Salthis ha sido relacionarla con la capital de Tartessos. Así lo hizo, en su Ora Marítima, el poeta romano Rufo Festo Avieno en el siglo -IV cuando podría referirse a ella como la «isla entre dos ríos». Anteriormente, Estabón, hablaba de los viajes de los marineros fenicios a la zona desde el siglo -VIII cuyo oráculo les indica que deben edificar un templo a Hércules. Lo cierto es que entre la leyenda y la referencia bíblica el Tarschish de «El Libro de los Reyes», Tartessos contacta con el mundo griego a mediados del siglo -VII.

También existen instalaciones de época romana relacionadas con la pesca y el salazón, aunque lo que más destaca son los restos de la época andalusí. En la zona conocida actualmente como el Almendral, se encuentran las ruinas de, la ciudad andalusí de Salthish. Se trata de toda la estructura de una ciudad, perfectamente definida, que llegó a alcanzar una población de 10000 habitantes, en tiempo, que va desde el siglo VIII al XIII.
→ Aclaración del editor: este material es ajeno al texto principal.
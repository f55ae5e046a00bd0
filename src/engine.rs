use std::collections::BTreeMap;
use std::fmt::Write as _;
use std::fs;
use std::path::{Path, PathBuf};

use image::{DynamicImage, GenericImageView};
use serde::{Deserialize, Serialize};
use tracing::{debug, instrument};

use crate::core::errors::{OcrError, OcrResult};
use crate::core::geometry::Rect;
use crate::core::model::PageLayout;
use crate::ocr::layout_builder::build_layout;
use crate::ocr::variables::apply_config_text;
use crate::ocr::{RecognitionBackend, SegmentationMode, TesseractCli, VariableValue};
use crate::page::Page;

/// Engine settings, usually read from a JSON file.
#[derive(Debug, Clone, PartialEq, Serialize, Deserialize)]
#[serde(default)]
pub struct EngineConfig {
    pub language: String,
    pub data_path: Option<PathBuf>,
    pub default_mode: SegmentationMode,
    /// Applied in name order, before `config_files`.
    pub variables: BTreeMap<String, VariableValue>,
    /// Tesseract-style `name value` files, applied in order.
    pub config_files: Vec<PathBuf>,
}

impl Default for EngineConfig {
    fn default() -> Self {
        Self {
            language: "eng".to_string(),
            data_path: None,
            default_mode: SegmentationMode::default(),
            variables: BTreeMap::new(),
            config_files: Vec::new(),
        }
    }
}

impl EngineConfig {
    pub fn from_json_file(path: &Path) -> OcrResult<Self> {
        let data = fs::read_to_string(path)?;
        Ok(serde_json::from_str(&data)?)
    }

    /// A `tesseract` command-line backend set up for this language and data path.
    pub fn tesseract_backend(&self) -> TesseractCli {
        let backend = TesseractCli::new().with_language(self.language.clone());
        match &self.data_path {
            Some(path) => backend.with_data_path(path.clone()),
            None => backend,
        }
    }
}

/// Front door to recognition: owns the backend and its variables, and turns
/// an image into a [`Page`].
pub struct Engine {
    backend: Box<dyn RecognitionBackend>,
    default_mode: SegmentationMode,
}

impl std::fmt::Debug for Engine {
    fn fmt(&self, f: &mut std::fmt::Formatter<'_>) -> std::fmt::Result {
        f.debug_struct("Engine")
            .field("default_mode", &self.default_mode)
            .field("variables", &self.backend.entries().len())
            .finish()
    }
}

impl Engine {
    pub fn new(backend: Box<dyn RecognitionBackend>) -> Self {
        Self {
            backend,
            default_mode: SegmentationMode::default(),
        }
    }

    /// Applies the config's variables, then its config files, to the backend.
    /// Values the backend rejects are logged and skipped.
    pub fn with_config(backend: Box<dyn RecognitionBackend>, config: &EngineConfig) -> OcrResult<Self> {
        let mut engine = Self::new(backend);
        engine.default_mode = config.default_mode;
        for (name, value) in &config.variables {
            engine.set_variable(name, value.clone());
        }
        for path in &config.config_files {
            let text = fs::read_to_string(path)?;
            let applied = apply_config_text(engine.backend.as_mut(), &text);
            debug!(path = %path.display(), applied, "applied config file");
        }
        Ok(engine)
    }

    pub fn default_mode(&self) -> SegmentationMode {
        self.default_mode
    }

    /// Recognizes the whole image.
    #[instrument(level = "debug", skip_all)]
    pub fn process<'a>(&'a self, image: &'a DynamicImage, mode: SegmentationMode) -> OcrResult<Page<'a>> {
        let (width, height) = image.dimensions();
        self.process_region(image, Rect::new(0, 0, width, height), mode)
    }

    /// Recognizes `region` of the image. The region must lie inside the image.
    #[instrument(level = "debug", skip_all, fields(%region, ?mode))]
    pub fn process_region<'a>(
        &'a self,
        image: &'a DynamicImage,
        region: Rect,
        mode: SegmentationMode,
    ) -> OcrResult<Page<'a>> {
        let (width, height) = image.dimensions();
        if region.x2 > width || region.y2 > height {
            return Err(OcrError::InvalidRegion { region, width, height });
        }
        let layout = self.recognize(image, region, mode)?;
        Ok(Page::new(self, image, mode, layout))
    }

    /// Runs the backend over `region` and groups its dump into a layout.
    pub(crate) fn recognize(
        &self,
        image: &DynamicImage,
        region: Rect,
        mode: SegmentationMode,
    ) -> OcrResult<PageLayout> {
        let (width, height) = image.dimensions();
        let records = self.backend.recognize(image, region, mode).map_err(|err| match err {
            OcrError::RecognitionFailure(_) => err,
            other => OcrError::RecognitionFailure(other.to_string()),
        })?;
        debug!(%region, records = records.len(), "backend returned dump");
        build_layout(width, height, region, records)
    }

    pub fn variable(&self, name: &str) -> Option<VariableValue> {
        self.backend.get(name)
    }

    pub fn bool_variable(&self, name: &str) -> Option<bool> {
        self.variable(name)?.as_bool()
    }

    pub fn int_variable(&self, name: &str) -> Option<i32> {
        self.variable(name)?.as_int()
    }

    pub fn double_variable(&self, name: &str) -> Option<f64> {
        self.variable(name)?.as_double()
    }

    pub fn string_variable(&self, name: &str) -> Option<String> {
        match self.variable(name)? {
            VariableValue::String(value) => Some(value),
            _ => None,
        }
    }

    /// Returns `false` when the backend rejects the value.
    pub fn set_variable(&mut self, name: &str, value: impl Into<VariableValue>) -> bool {
        self.backend.set(name, value.into())
    }

    pub fn variables(&self) -> Vec<(String, VariableValue)> {
        self.backend.entries()
    }

    /// Writes every variable as a `name<TAB>value` line, a format
    /// [`apply_config_text`] reads back.
    pub fn write_variables(&self, path: &Path) -> OcrResult<()> {
        let mut out = String::new();
        for (name, value) in self.backend.entries() {
            writeln!(out, "{name}\t{value}")?;
        }
        fs::write(path, out)?;
        Ok(())
    }
}

#[cfg(test)]
mod tests {
    use super::*;
    use crate::core::model::Level;
    use crate::ocr::{MemoryVariables, RawElement, ReplayBackend, VariableStore};
    use pretty_assertions::assert_eq;

    fn engine() -> Engine {
        let records = vec![RawElement::new(Level::Word, &[1, 1, 1, 1])
            .with_bbox(Rect::new(5, 5, 20, 10))
            .with_confidence(88.0)
            .with_text("word")];
        Engine::new(Box::new(ReplayBackend::new(records)))
    }

    #[test]
    fn typed_getters_reject_other_types() {
        let mut engine = engine();
        assert!(engine.set_variable("tessedit_pageseg_mode", 6));
        assert!(engine.set_variable("textord_tabfind_vertical_text_ratio", 0.5));
        assert!(engine.set_variable("load_system_dawg", false));
        assert!(engine.set_variable("tessedit_char_whitelist", "abc"));
        assert_eq!(engine.int_variable("tessedit_pageseg_mode"), Some(6));
        assert_eq!(engine.double_variable("textord_tabfind_vertical_text_ratio"), Some(0.5));
        assert_eq!(engine.bool_variable("load_system_dawg"), Some(false));
        assert_eq!(engine.string_variable("tessedit_char_whitelist").as_deref(), Some("abc"));
        assert_eq!(engine.bool_variable("tessedit_pageseg_mode"), None);
        assert_eq!(engine.int_variable("missing"), None);
        assert!(!engine.set_variable("tessedit_pageseg_mode", "six"));
    }

    #[test]
    fn rejects_regions_outside_the_image() {
        let engine = engine();
        let image = DynamicImage::new_luma8(50, 40);
        let err = engine
            .process_region(&image, Rect::new(40, 0, 20, 10), SegmentationMode::Auto)
            .unwrap_err();
        assert!(matches!(err, OcrError::InvalidRegion { width: 50, height: 40, .. }));
    }

    #[test]
    fn config_applies_variables_then_files() {
        let dir = tempfile::tempdir().unwrap();
        let config_file = dir.path().join("digits");
        fs::write(&config_file, "tessedit_char_whitelist 0123456789\nclassify_bln_numeric_mode 1\n").unwrap();
        let config_path = dir.path().join("engine.json");
        fs::write(
            &config_path,
            format!(
                r#"{{"default_mode": "single_line", "variables": {{"tessedit_char_whitelist": "abc", "classify_bln_numeric_mode": 0}}, "config_files": [{:?}]}}"#,
                config_file
            ),
        )
        .unwrap();

        let config = EngineConfig::from_json_file(&config_path).unwrap();
        assert_eq!(config.language, "eng");
        let engine = Engine::with_config(Box::new(ReplayBackend::default()), &config).unwrap();
        assert_eq!(engine.default_mode(), SegmentationMode::SingleLine);
        assert_eq!(engine.string_variable("tessedit_char_whitelist").as_deref(), Some("0123456789"));
        assert_eq!(engine.int_variable("classify_bln_numeric_mode"), Some(1));
    }

    #[test]
    fn written_variables_read_back() {
        let mut engine = engine();
        engine.set_variable("user_words_suffix", "user-words");
        engine.set_variable("edges_max_children_per_outline", 40);
        let dir = tempfile::tempdir().unwrap();
        let path = dir.path().join("vars.txt");
        engine.write_variables(&path).unwrap();

        let mut restored = MemoryVariables::with_defaults([("edges_max_children_per_outline", VariableValue::Int(0))]);
        let applied = apply_config_text(&mut restored, &fs::read_to_string(&path).unwrap());
        assert_eq!(applied, 2);
        assert_eq!(restored.get("edges_max_children_per_outline"), Some(VariableValue::Int(40)));
        assert_eq!(restored.get("user_words_suffix"), Some(VariableValue::from("user-words")));
    }
}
En ella se pueden encontrar restos de una fortaleza con seis torres cuadradas y muros de más de dos metros de grosor, así como numerosas casas, construidas y apoyadas unas sobre otras, con un patio central, pavimentos de ladrillo cocido, pozos decorados con motivos florares y brocal de cerámica vidriada, además de un puerto desde donde, se dirigían a lo que hoy es Punta Umbría.

En época castellana la ciudad ya había sido abandonada existiendo más tarde únicamente algunas instalaciones civiles como leprosería o religiosas como una ermita. En 1381 se produjo en sus inmediaciones batalla de la isla Saltés en la que la escuadra del almirante castellano Fernando Sánchez de Tovar venció a los portugueses durante la Tercera Guerra Fernandina. Ya en el siglo XX se convirtió en campo de prisioneros de guerra entre 1937 al 1039.